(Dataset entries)
* * *

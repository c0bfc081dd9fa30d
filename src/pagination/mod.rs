//! Cursor-based pagination for list endpoints.
//!
//! - [`Page`]: one page of items and its continuation token
//! - [`PageIterator`]: all items across pages, fetched on demand

mod iter;
mod page;

pub use iter::PageIterator;
pub use page::Page;
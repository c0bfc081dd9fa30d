//! Credential resolution from environment settings.

use super::Credential;
use crate::config::Settings;

impl Credential {
    /// Resolves a credential from settings.
    ///
    /// The first source that is fully present wins; sources are never
    /// combined:
    ///
    /// 1. `GANTRY_API_TOKEN` → [`Credential::Bearer`]
    /// 2. `GANTRY_USER_ID` + `GANTRY_USER_PAT` → [`Credential::user`]
    /// 3. `GANTRY_DATASOURCE_ID` + `GANTRY_DATASOURCE_SECRET` → [`Credential::datasource`]
    ///
    /// Returns `None` when no source is complete. That is not an error:
    /// requests are then sent without an `Authorization` header and the API
    /// decides whether to reject them.
    pub fn resolve(settings: &Settings) -> Option<Self> {
        let resolved = if let Some(token) = &settings.api_token {
            Some(Credential::bearer(token.as_str()))
        } else if let (Some(id), Some(pat)) = (&settings.user_id, &settings.user_pat) {
            Some(Credential::user(id, pat.as_str()))
        } else if let (Some(id), Some(secret)) =
            (&settings.datasource_id, &settings.datasource_secret)
        {
            Some(Credential::datasource(id, secret.as_str()))
        } else {
            None
        };

        match &resolved {
            Some(creds) => tracing::debug!(scheme = creds.scheme(), "resolved credential"),
            None => tracing::debug!("no credential configured"),
        }

        resolved
    }

    /// Resolves a credential from the process environment.
    pub fn from_env() -> Option<Self> {
        Self::resolve(&Settings::from_env())
    }
}
use std::fs::File;
use std::path::PathBuf;
use std::sync::{Mutex, MutexGuard};

use async_trait::async_trait;
use log::info;
use serde::Deserialize;
use url::Url;

use super::super::{AlbumStore, StoreError, UpdateOutcome};
use crate::model::{Album, AlbumId, AlbumPatch, NewAlbum};

pub const DRIVER_NAME: &str = "mock";

/// `mock://memory` starts empty; `mock:///some/dir` seeds from `/some/dir/database.json`.
pub fn get_conn(url: &Url) -> Result<MockConnector, StoreError> {
    let path = url.path();
    if path.is_empty() || path == "/" {
        return Ok(MockConnector::new());
    }

    let database_path = PathBuf::from(path).join("database.json");
    let db_json = File::open(&database_path).map_err(|source| StoreError::FixtureIo {
        path: database_path.clone(),
        source,
    })?;
    let fixtures: Fixtures = serde_json::from_reader(db_json)?;

    info!("loaded {} albums from {}", fixtures.albums.len(), database_path.display());
    Ok(MockConnector::with_albums(fixtures.albums))
}

#[derive(Debug, Deserialize)]
struct Fixtures {
    albums: Vec<Album>,
}

/// In-memory store keeping albums in insertion order.
#[derive(Default)]
pub struct MockConnector {
    albums: Mutex<Vec<Album>>,
}

impl MockConnector {
    pub fn new() -> MockConnector {
        MockConnector::default()
    }

    pub fn with_albums(albums: Vec<Album>) -> MockConnector {
        MockConnector {
            albums: Mutex::new(albums),
        }
    }

    fn albums(&self) -> Result<MutexGuard<'_, Vec<Album>>, StoreError> {
        self.albums.lock().map_err(|_| StoreError::Poisoned)
    }
}

#[async_trait]
impl AlbumStore for MockConnector {
    async fn list_albums(&self) -> Result<Vec<Album>, StoreError> {
        Ok(self.albums()?.clone())
    }

    async fn insert_album(&self, album: &NewAlbum) -> Result<AlbumId, StoreError> {
        let id = AlbumId::generate();
        self.albums()?.push(album.clone().with_id(id));
        Ok(id)
    }

    async fn update_album(&self, id: &AlbumId, patch: &AlbumPatch) -> Result<UpdateOutcome, StoreError> {
        let mut albums = self.albums()?;
        let outcome = match albums.iter_mut().find(|a| a.id == *id) {
            Some(album) => UpdateOutcome {
                matched: 1,
                modified: if patch.apply(album) { 1 } else { 0 },
            },
            None => UpdateOutcome {
                matched: 0,
                modified: 0,
            },
        };
        Ok(outcome)
    }

    async fn delete_album(&self, id: &AlbumId) -> Result<u64, StoreError> {
        let mut albums = self.albums()?;
        let before = albums.len();
        albums.retain(|a| a.id != *id);
        Ok((before - albums.len()) as u64)
    }

    async fn delete_all(&self) -> Result<u64, StoreError> {
        let mut albums = self.albums()?;
        let count = albums.len() as u64;
        albums.clear();
        Ok(count)
    }
}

* * *

# DESCRIPTION OF THE TASK
Go through the records and output them all, word for word.

# TASK RESPONSE
repository c0bfc081dd9fa30d
filename src/pagination/mod.rs
//! Cursor-based pagination for list endpoints.
//!
//! - [`Page`]: one page of items and its continuation token
//! - [`PageIterator`]: all items across pages, fetched on demand

mod iter;
mod page;

pub use iter::PageIterator;
pub use page::Page;
repository c0bfc081dd9fa30d
//! Credential resolution from environment settings.

use super::Credential;
use crate::config::Settings;

impl Credential {
    /// Resolves a credential from settings.
    ///
    /// The first source that is fully present wins; sources are never
    /// combined:
    ///
    /// 1. `GANTRY_API_TOKEN` → [`Credential::Bearer`]
    /// 2. `GANTRY_USER_ID` + `GANTRY_USER_PAT` → [`Credential::user`]
    /// 3. `GANTRY_DATASOURCE_ID` + `GANTRY_DATASOURCE_SECRET` → [`Credential::datasource`]
    ///
    /// Returns `None` when no source is complete. That is not an error:
    /// requests are then sent without an `Authorization` header and the API
    /// decides whether to reject them.
    pub fn resolve(settings: &Settings) -> Option<Self> {
        let resolved = if let Some(token) = &settings.api_token {
            Some(Credential::bearer(token.as_str()))
        } else if let (Some(id), Some(pat)) = (&settings.user_id, &settings.user_pat) {
            Some(Credential::user(id, pat.as_str()))
        } else if let (Some(id), Some(secret)) =
            (&settings.datasource_id, &settings.datasource_secret)
        {
            Some(Credential::datasource(id, secret.as_str()))
        } else {
            None
        };

        match &resolved {
            Some(creds) => tracing::debug!(scheme = creds.scheme(), "resolved credential"),
            None => tracing::debug!("no credential configured"),
        }

        resolved
    }

    /// Resolves a credential from the process environment.
    pub fn from_env() -> Option<Self> {
        Self::resolve(&Settings::from_env())
    }
}
use std::fs::File;
use std::path::PathBuf;
use std::sync::{Mutex, MutexGuard};

use async_trait::async_trait;
use log::info;
use serde::Deserialize;
use url::Url;

use super::super::{AlbumStore, StoreError, UpdateOutcome};
use crate::model::{Album, AlbumId, AlbumPatch, NewAlbum};

pub const DRIVER_NAME: &str = "mock";

/// `mock://memory` starts empty; `mock:///some/dir` seeds from `/some/dir/database.json`.
pub fn get_conn(url: &Url) -> Result<MockConnector, StoreError> {
    let path = url.path();
    if path.is_empty() || path == "/" {
        return Ok(MockConnector::new());
    }

    let database_path = PathBuf::from(path).join("database.json");
    let db_json = File::open(&database_path).map_err(|source| StoreError::FixtureIo {
        path: database_path.clone(),
        source,
    })?;
    let fixtures: Fixtures = serde_json::from_reader(db_json)?;

    info!("loaded {} albums from {}", fixtures.albums.len(), database_path.display());
    Ok(MockConnector::with_albums(fixtures.albums))
}

#[derive(Debug, Deserialize)]
struct Fixtures {
    albums: Vec<Album>,
}

/// In-memory store keeping albums in insertion order.
#[derive(Default)]
pub struct MockConnector {
    albums: Mutex<Vec<Album>>,
}

impl MockConnector {
    pub fn new() -> MockConnector {
        MockConnector::default()
    }

    pub fn with_albums(albums: Vec<Album>) -> MockConnector {
        MockConnector {
            albums: Mutex::new(albums),
        }
    }

    fn albums(&self) -> Result<MutexGuard<'_, Vec<Album>>, StoreError> {
        self.albums.lock().map_err(|_| StoreError::Poisoned)
    }
}

#[async_trait]
impl AlbumStore for MockConnector {
    async fn list_albums(&self) -> Result<Vec<Album>, StoreError> {
        Ok(self.albums()?.clone())
    }

    async fn insert_album(&self, album: &NewAlbum) -> Result<AlbumId, StoreError> {
        let id = AlbumId::generate();
        self.albums()?.push(album.clone().with_id(id));
        Ok(id)
    }

    async fn update_album(&self, id: &AlbumId, patch: &AlbumPatch) -> Result<UpdateOutcome, StoreError> {
        let mut albums = self.albums()?;
        let outcome = match albums.iter_mut().find(|a| a.id == *id) {
            Some(album) => UpdateOutcome {
                matched: 1,
                modified: if patch.apply(album) { 1 } else { 0 },
            },
            None => UpdateOutcome {
                matched: 0,
                modified: 0,
            },
        };
        Ok(outcome)
    }

    async fn delete_album(&self, id: &AlbumId) -> Result<u64, StoreError> {
        let mut albums = self.albums()?;
        let before = albums.len();
        albums.retain(|a| a.id != *id);
        Ok((before - albums.len()) as u64)
    }

    async fn delete_all(&self) -> Result<u64, StoreError> {
        let mut albums = self.albums()?;
        let count = albums.len() as u64;
        albums.clear();
        Ok(count)
    }
}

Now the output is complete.